Extracted data below:

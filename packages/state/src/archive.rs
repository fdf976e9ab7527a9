//! Completion archival.
//!
//! Once every requested bucket has finished, the ledger, manifest, debug log
//! and the finished buckets' metadata snapshots are renamed with a
//! `.completed-<UTC timestamp>` suffix. They are never deleted.

use std::path::{Path, PathBuf};

use chrono::{DateTime, Utc};

use crate::StateError;
use crate::ledger::StepLedger;
use crate::paths::StatePaths;

/// Suffix appended to archived state files.
#[must_use]
pub fn completion_suffix(at: DateTime<Utc>) -> String {
    format!(".completed-{}", at.format("%Y%m%dT%H%M%S%.3fZ"))
}

/// [`completion_suffix`] for `at`, with a `-<n>` counter appended when an
/// earlier archival already used that name for any of `files`.
fn unused_suffix(files: &[PathBuf], at: DateTime<Utc>) -> String {
    let base = completion_suffix(at);
    let mut suffix = base.clone();
    let mut counter = 1u32;
    while files.iter().any(|file| with_suffix(file, &suffix).exists()) {
        suffix = format!("{base}-{counter}");
        counter += 1;
    }
    suffix
}

/// Returns `path` with `suffix` appended to its file name.
#[must_use]
pub fn with_suffix(path: &Path, suffix: &str) -> PathBuf {
    let mut name = path.file_name().unwrap_or_default().to_os_string();
    name.push(suffix);
    path.with_file_name(name)
}

/// Renames `path` to `path + suffix` if it exists.
///
/// # Errors
///
/// Returns [`StateError::Io`] if the rename fails.
pub fn rename_with_suffix(path: &Path, suffix: &str) -> Result<Option<PathBuf>, StateError> {
    if !path.exists() {
        return Ok(None);
    }
    let target = with_suffix(path, suffix);
    std::fs::rename(path, &target).map_err(|e| StateError::io(path, e))?;
    log::info!("Archived {} -> {}", path.display(), target.display());
    Ok(Some(target))
}

/// Archives all state belonging to `completed` buckets. Returns the paths
/// that were created.
///
/// # Errors
///
/// Returns [`StateError`] if any rename fails.
pub fn archive_completed(
    paths: &StatePaths,
    ledger: &mut StepLedger,
    completed: &[String],
    at: DateTime<Utc>,
) -> Result<Vec<PathBuf>, StateError> {
    let others: Vec<PathBuf> = [paths.manifest(), paths.debug_log()]
        .into_iter()
        .chain(completed.iter().map(|bucket| paths.snapshot(bucket)))
        .collect();
    let mut files = vec![ledger.path().to_path_buf()];
    files.extend(others.iter().cloned());
    let suffix = unused_suffix(&files, at);

    let mut archived = Vec::new();
    archived.extend(ledger.archive(completed, &suffix)?);
    for file in &others {
        archived.extend(rename_with_suffix(file, &suffix)?);
    }

    Ok(archived)
}

#[cfg(test)]
mod tests {
    use super::*;
    use chrono::TimeZone;

    #[test]
    fn suffix_is_sortable_utc_timestamp() {
        let at = Utc.with_ymd_and_hms(2026, 10, 16, 9, 5, 3).unwrap()
            + chrono::Duration::milliseconds(42);
        assert_eq!(completion_suffix(at), ".completed-20261016T090503.042Z");
    }

    #[test]
    fn archives_every_state_file_of_completed_buckets() {
        let dir = tempfile::tempdir().unwrap();
        let paths = StatePaths::new(dir.path());
        std::fs::write(paths.manifest(), "{}\n").unwrap();
        std::fs::write(paths.debug_log(), "log\n").unwrap();
        std::fs::write(paths.snapshot("demo"), "{}").unwrap();
        std::fs::write(paths.snapshot("other"), "{}").unwrap();

        let mut ledger = StepLedger::open(paths.ledger()).unwrap();
        ledger.record_step_complete(15, "demo").unwrap();

        let at = Utc.with_ymd_and_hms(2026, 1, 1, 0, 0, 0).unwrap();
        let archived = archive_completed(&paths, &mut ledger, &["demo".to_string()], at).unwrap();

        assert_eq!(archived.len(), 4);
        assert!(!paths.ledger().exists());
        assert!(!paths.manifest().exists());
        assert!(!paths.debug_log().exists());
        assert!(!paths.snapshot("demo").exists());
        assert!(paths.snapshot("other").exists());
        assert!(
            with_suffix(&paths.ledger(), &completion_suffix(at)).exists(),
            "ledger is renamed, not deleted"
        );
    }

    #[test]
    fn same_instant_archivals_do_not_overwrite_each_other() {
        let dir = tempfile::tempdir().unwrap();
        let paths = StatePaths::new(dir.path());
        let at = Utc.with_ymd_and_hms(2026, 1, 1, 0, 0, 0).unwrap();
        let mut ledger = StepLedger::open(paths.ledger()).unwrap();

        ledger.record_step_complete(15, "demo").unwrap();
        std::fs::write(paths.manifest(), "first\n").unwrap();
        let first = archive_completed(&paths, &mut ledger, &["demo".to_string()], at).unwrap();

        ledger.record_step_complete(15, "demo").unwrap();
        std::fs::write(paths.manifest(), "second\n").unwrap();
        let second = archive_completed(&paths, &mut ledger, &["demo".to_string()], at).unwrap();

        assert_eq!(first.len(), 2);
        assert_eq!(second.len(), 2);
        assert!(first.iter().all(|path| !second.contains(path)));
        assert_eq!(std::fs::read_to_string(&first[1]).unwrap(), "first\n");
        assert_eq!(std::fs::read_to_string(&second[1]).unwrap(), "second\n");
        assert!(second[1].to_string_lossy().ends_with(".completed-20260101T000000.000Z-1"));
    }
}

End of Extracted data.

### What the task requires
Could you count how many lines in the records contain the word "appended"? Only the number is needed.

### Output
3